> **Exercise prompt**
Filter the entries, keeping every line with the string "impl".

> **Recorded information**
========================================

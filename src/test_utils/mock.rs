use std::{
    collections::{HashMap, HashSet},
    sync::Arc,
};

use alloy::{
    network::Network,
    providers::{RootProvider, mock::Asserter},
    rpc::{
        client::RpcClient,
        types::{Filter, Log},
    },
    transports::TransportErrorKind,
};
use parking_lot::Mutex;
use tokio::sync::mpsc;
use tokio_stream::wrappers::UnboundedReceiverStream;

use crate::robust_provider::{Connector, Error, LogStream};

/// A [`Connector`] whose endpoints are scripted in memory.
///
/// Each URL gets its own [`Asserter`]; responses pushed to it are consumed in order by whatever
/// provider was handed out for that URL. Subscriptions are fed through [`MockConnector::feed`],
/// and every new subscription on a URL replaces the previous feed, which ends the old stream.
#[derive(Clone, Default)]
pub struct MockConnector {
    inner: Arc<Mutex<Endpoints>>,
}

#[derive(Default)]
struct Endpoints {
    polling: HashMap<String, Asserter>,
    subscription: HashMap<String, Asserter>,
    down: HashSet<String>,
    feeds: HashMap<String, mpsc::UnboundedSender<Log>>,
}

impl MockConnector {
    #[must_use]
    pub fn new() -> Self {
        Self::default()
    }

    /// Script for the polling endpoint `url`.
    #[must_use]
    pub fn polling(&self, url: &str) -> Asserter {
        self.inner.lock().polling.entry(url.to_string()).or_default().clone()
    }

    /// Script for the subscription endpoint `url`, including its liveness probes.
    #[must_use]
    pub fn subscription(&self, url: &str) -> Asserter {
        self.inner.lock().subscription.entry(url.to_string()).or_default().clone()
    }

    /// Refuses future subscription connections to `url`.
    pub fn set_down(&self, url: &str) {
        self.inner.lock().down.insert(url.to_string());
    }

    pub fn set_up(&self, url: &str) {
        self.inner.lock().down.remove(url);
    }

    /// Sender for the current subscription on `url`, if one was opened.
    #[must_use]
    pub fn feed(&self, url: &str) -> Option<mpsc::UnboundedSender<Log>> {
        self.inner.lock().feeds.get(url).cloned()
    }

    /// Pushes `log` into the current subscription on `url`. Returns whether it was delivered.
    pub fn push_log(&self, url: &str, log: Log) -> bool {
        self.feed(url).is_some_and(|feed| feed.send(log).is_ok())
    }

    /// Ends the current subscription stream on `url`, as a dropped socket would.
    pub fn drop_feed(&self, url: &str) {
        self.inner.lock().feeds.remove(url);
    }
}

impl<N: Network> Connector<N> for MockConnector {
    fn connect_polling(&self, url: &str) -> Result<RootProvider<N>, Error> {
        if !url.contains("://") {
            return Err(Error::InvalidEndpoint(url.to_string()));
        }
        Ok(RootProvider::new(RpcClient::mocked(self.polling(url))))
    }

    async fn connect_subscription(&self, url: &str) -> Result<RootProvider<N>, Error> {
        if self.inner.lock().down.contains(url) {
            return Err(Error::RpcError(Arc::new(TransportErrorKind::custom_str(
                "connection refused",
            ))));
        }
        Ok(RootProvider::new(RpcClient::mocked(self.subscription(url))))
    }

    async fn subscribe_logs(
        &self,
        url: &str,
        _provider: &RootProvider<N>,
        _filter: &Filter,
    ) -> Result<LogStream, Error> {
        let (sender, receiver) = mpsc::unbounded_channel();
        self.inner.lock().feeds.insert(url.to_string(), sender);
        Ok(Box::pin(UnboundedReceiverStream::new(receiver)))
    }
}
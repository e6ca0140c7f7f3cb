//! Mint-Scanner listens for ERC-721 mints across a pool of unreliable public RPC endpoints.
//!
//! The main entry point is [`MintListener`], built via [`MintListenerBuilder`]. Starting it
//! returns a stream of [`MintStreamItem`]s: validated [`MintRecord`]s, non-fatal
//! [`ScannerError`]s and lifecycle [`Notification`]s.
//!
//! # Transports
//!
//! The listener prefers a live log subscription (WebSocket) and falls back to racing several
//! polling (HTTP) endpoints when none connects. While polling, subscriptions are retried on a
//! fixed interval; once one connects, polling stops. Only one transport delivers logs at a time.
//! Every endpoint carries a health score in a shared registry; throttled, slow or failing
//! endpoints are put into a cooldown and skipped until it expires.
//!
//! # Stream items
//!
//! * `Ok(ScannerMessage::Data(record))`: a new mint.
//! * `Err(error)`: an operational problem. Errors on the stream never stop the listener;
//!   [`ScannerError::is_rate_limit`] separates throttling from other faults.
//! * `Ok(ScannerMessage::Notification(_))`: [`Notification::SetupComplete`] once per start after
//!   the first transport was chosen, then a notification on every transport switch.
//!
//! # Ordering and duplicates
//!
//! Within one polling cycle mints arrive in chain order, and a polled block range is never
//! requested twice. Across a transport switch the same mint may be delivered twice; consumers
//! deduplicate on [`MintRecord::key`].
//!
//! # Collection analysis
//!
//! [`analyzer::CollectionAnalyzer`] grades a collection's metadata and name/symbol on demand. It
//! rotates across the polling endpoints on its own and leaves caching to the caller, see
//! [`analyzer::analysis_cache_key`].

#[macro_use]
mod logging;

pub mod analyzer;
pub mod config;
pub mod listener;
pub mod robust_provider;
#[cfg(any(test, feature = "test-utils"))]
pub mod test_utils;

mod error;
mod types;

pub use analyzer::{CollectionAnalysisResult, CollectionAnalyzer, analysis_cache_key};
pub use config::ScannerConfig;
pub use error::ScannerError;
pub use listener::{MintListener, MintListenerBuilder, mint_filter};
pub use types::{
    IntoScannerResult, MintRecord, MintStreamItem, Notification, ScannerMessage, ScannerResult,
    TransportState,
};
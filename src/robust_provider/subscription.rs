use std::sync::Arc;

use alloy::{network::Network, rpc::types::Filter};

use crate::robust_provider::{
    Connector, HealthRegistry, LogStream, Outcome, RetryExecutor, RetryPolicy, RobustProvider,
    TransportKind,
};

/// The accepted push connection.
pub struct LiveSubscription<N: Network> {
    provider: RobustProvider<N>,
    stream: Option<LogStream>,
}

impl<N: Network> LiveSubscription<N> {
    #[must_use]
    pub fn provider(&self) -> &RobustProvider<N> {
        &self.provider
    }
}

/// Keeps at most one live log subscription open.
///
/// [`SubscriptionManager::connect`] walks the eligible subscription endpoints best-first and
/// accepts the first one that answers a liveness probe and opens a log subscription. Any
/// previous connection is torn down before a new one is attempted.
pub struct SubscriptionManager<N: Network, C: Connector<N>> {
    connector: Arc<C>,
    registry: HealthRegistry,
    executor: RetryExecutor,
    lookup_policy: RetryPolicy,
    filter: Filter,
    active: Option<LiveSubscription<N>>,
}

impl<N: Network, C: Connector<N>> SubscriptionManager<N, C> {
    pub fn new(
        connector: Arc<C>,
        registry: HealthRegistry,
        executor: RetryExecutor,
        lookup_policy: RetryPolicy,
        filter: Filter,
    ) -> Self {
        Self { connector, registry, executor, lookup_policy, filter, active: None }
    }

    /// Tries every eligible subscription endpoint in score order. Returns whether one was
    /// accepted.
    pub async fn connect(&mut self) -> bool {
        if self.active.is_some() {
            self.disconnect(false);
        }

        for url in self.registry.eligible(TransportKind::Subscription) {
            let root = match self.connector.connect_subscription(&url).await {
                Ok(root) => root,
                Err(err) => {
                    warn!(url = %url, error = %err, "Subscription connect failed");
                    self.registry.report(&url, Outcome::Failure(err.kind()));
                    continue;
                }
            };

            let provider = RobustProvider::new(url.as_str(), root, self.executor.clone())
                .with_lookup_policy(self.lookup_policy);

            if let Err(err) = provider.block_number(RetryPolicy::LIVENESS).await {
                warn!(url = %url, error = %err, "Subscription endpoint failed liveness check");
                continue;
            }

            let stream =
                match self.connector.subscribe_logs(&url, provider.root(), &self.filter).await {
                    Ok(stream) => stream,
                    Err(err) => {
                        warn!(url = %url, error = %err, "eth_subscribe failed");
                        self.registry.report(&url, Outcome::Failure(err.kind()));
                        continue;
                    }
                };

            info!(url = %url, "Subscription established");
            self.registry.mark_current_subscription(&url);
            self.active = Some(LiveSubscription { provider, stream: Some(stream) });
            return true;
        }

        false
    }

    /// Hands the log stream of the live connection to its consumer. Returns `None` when there is
    /// no connection or the stream was already taken.
    pub fn take_stream(&mut self) -> Option<(RobustProvider<N>, LogStream)> {
        let active = self.active.as_mut()?;
        let stream = active.stream.take()?;
        Some((active.provider.clone(), stream))
    }

    #[must_use]
    pub fn current(&self) -> Option<&LiveSubscription<N>> {
        self.active.as_ref()
    }

    #[must_use]
    pub fn current_url(&self) -> Option<&str> {
        self.active.as_ref().map(|active| active.provider.url())
    }

    /// Releases the live connection. With `failed`, the endpoint is also suspended.
    pub fn disconnect(&mut self, failed: bool) {
        let Some(active) = self.active.take() else {
            return;
        };
        let url = active.provider.url().to_string();
        drop(active);

        if failed {
            warn!(url = %url, "Tearing down failed subscription");
            self.registry.mark_failed_subscription(&url);
        } else {
            debug!(url = %url, "Tearing down subscription");
            self.registry.clear_current_subscription();
        }
    }
}
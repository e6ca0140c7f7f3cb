use std::sync::Arc;

use alloy::{
    consensus::BlockHeader,
    eips::BlockNumberOrTag,
    network::{BlockResponse, Ethereum, Network},
    primitives::{Address, FixedBytes, TxHash, U256, fixed_bytes},
    providers::{Provider, RootProvider},
    rpc::types::{Filter, Log},
    sol,
};

use crate::robust_provider::{Error, RetryExecutor, RetryPolicy};

/// ERC-165 interface id of ERC-721.
pub const ERC721_INTERFACE_ID: FixedBytes<4> = fixed_bytes!("80ac58cd");

sol! {
    #[sol(rpc)]
    interface IERC721Metadata {
        function supportsInterface(bytes4 interfaceId) external view returns (bool);
        function name() external view returns (string);
        function symbol() external view returns (string);
        function tokenURI(uint256 tokenId) external view returns (string);
    }
}

/// A provider bound to one endpoint.
///
/// Every call goes through the shared [`RetryExecutor`], so attempts are timed out, retried and
/// reported to the health registry under this endpoint's URL.
#[derive(Clone, Debug)]
pub struct RobustProvider<N: Network = Ethereum> {
    url: Arc<str>,
    provider: RootProvider<N>,
    executor: RetryExecutor,
    lookup_policy: RetryPolicy,
}

impl<N: Network> RobustProvider<N> {
    #[must_use]
    pub fn new(url: impl Into<Arc<str>>, provider: RootProvider<N>, executor: RetryExecutor) -> Self {
        Self { url: url.into(), provider, executor, lookup_policy: RetryPolicy::default() }
    }

    /// Sets the policy used for transaction and block lookups.
    #[must_use]
    pub fn with_lookup_policy(mut self, policy: RetryPolicy) -> Self {
        self.lookup_policy = policy;
        self
    }

    #[must_use]
    pub fn url(&self) -> &str {
        &self.url
    }

    #[must_use]
    pub fn root(&self) -> &RootProvider<N> {
        &self.provider
    }

    /// Latest block number.
    ///
    /// # Errors
    ///
    /// See [`RetryExecutor::execute`].
    pub async fn block_number(&self, policy: RetryPolicy) -> Result<u64, Error> {
        self.executor
            .execute(&self.url, "eth_blockNumber", policy, || async {
                self.provider.get_block_number().await.map_err(Error::from)
            })
            .await
    }

    /// Logs matching `filter`, in the order the node returned them.
    ///
    /// # Errors
    ///
    /// See [`RetryExecutor::execute`].
    pub async fn logs(&self, filter: &Filter, policy: RetryPolicy) -> Result<Vec<Log>, Error> {
        self.executor
            .execute(&self.url, "eth_getLogs", policy, || async {
                self.provider.get_logs(filter).await.map_err(Error::from)
            })
            .await
    }

    /// The transaction with `hash`, or `None` if the node does not know it (yet).
    ///
    /// # Errors
    ///
    /// See [`RetryExecutor::execute`].
    pub async fn transaction(&self, hash: TxHash) -> Result<Option<N::TransactionResponse>, Error> {
        self.executor
            .execute(&self.url, "eth_getTransactionByHash", self.lookup_policy, || async {
                self.provider.get_transaction_by_hash(hash).await.map_err(Error::from)
            })
            .await
    }

    /// Unix timestamp of block `number`.
    ///
    /// # Errors
    ///
    /// Returns [`Error::BlockNotFound`] when the node has no such block, otherwise see
    /// [`RetryExecutor::execute`].
    pub async fn block_timestamp(&self, number: u64) -> Result<u64, Error> {
        let tag = BlockNumberOrTag::Number(number);
        let block = self
            .executor
            .execute(&self.url, "eth_getBlockByNumber", self.lookup_policy, || async {
                self.provider.get_block_by_number(tag).await.map_err(Error::from)
            })
            .await?;
        block.map(|block| block.header().timestamp()).ok_or(Error::BlockNotFound(tag.into()))
    }

    /// Whether `contract` claims ERC-721 support through ERC-165.
    ///
    /// # Errors
    ///
    /// A contract without ERC-165 support usually surfaces as [`Error::CallException`].
    pub async fn supports_erc721(
        &self,
        contract: Address,
        policy: RetryPolicy,
    ) -> Result<bool, Error> {
        let instance = IERC721Metadata::new(contract, self.provider.clone());
        self.executor
            .execute(&self.url, "supportsInterface", policy, || async {
                instance.supportsInterface(ERC721_INTERFACE_ID).call().await.map_err(Error::from)
            })
            .await
    }

    /// # Errors
    ///
    /// See [`RetryExecutor::execute`].
    pub async fn name(&self, contract: Address, policy: RetryPolicy) -> Result<String, Error> {
        let instance = IERC721Metadata::new(contract, self.provider.clone());
        self.executor
            .execute(&self.url, "name", policy, || async {
                instance.name().call().await.map_err(Error::from)
            })
            .await
    }

    /// # Errors
    ///
    /// See [`RetryExecutor::execute`].
    pub async fn symbol(&self, contract: Address, policy: RetryPolicy) -> Result<String, Error> {
        let instance = IERC721Metadata::new(contract, self.provider.clone());
        self.executor
            .execute(&self.url, "symbol", policy, || async {
                instance.symbol().call().await.map_err(Error::from)
            })
            .await
    }

    /// # Errors
    ///
    /// See [`RetryExecutor::execute`].
    pub async fn token_uri(
        &self,
        contract: Address,
        token_id: U256,
        policy: RetryPolicy,
    ) -> Result<String, Error> {
        let instance = IERC721Metadata::new(contract, self.provider.clone());
        self.executor
            .execute(&self.url, "tokenURI", policy, || async {
                instance.tokenURI(token_id).call().await.map_err(Error::from)
            })
            .await
    }
}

========================================

> **Solution to the problem**
impl MockConnector {
impl<N: Network> Connector<N> for MockConnector {
impl<N: Network> LiveSubscription<N> {
impl<N: Network, C: Connector<N>> SubscriptionManager<N, C> {
impl<N: Network> RobustProvider<N> {
    pub fn new(url: impl Into<Arc<str>>, provider: RootProvider<N>, executor: RetryExecutor) -> Self {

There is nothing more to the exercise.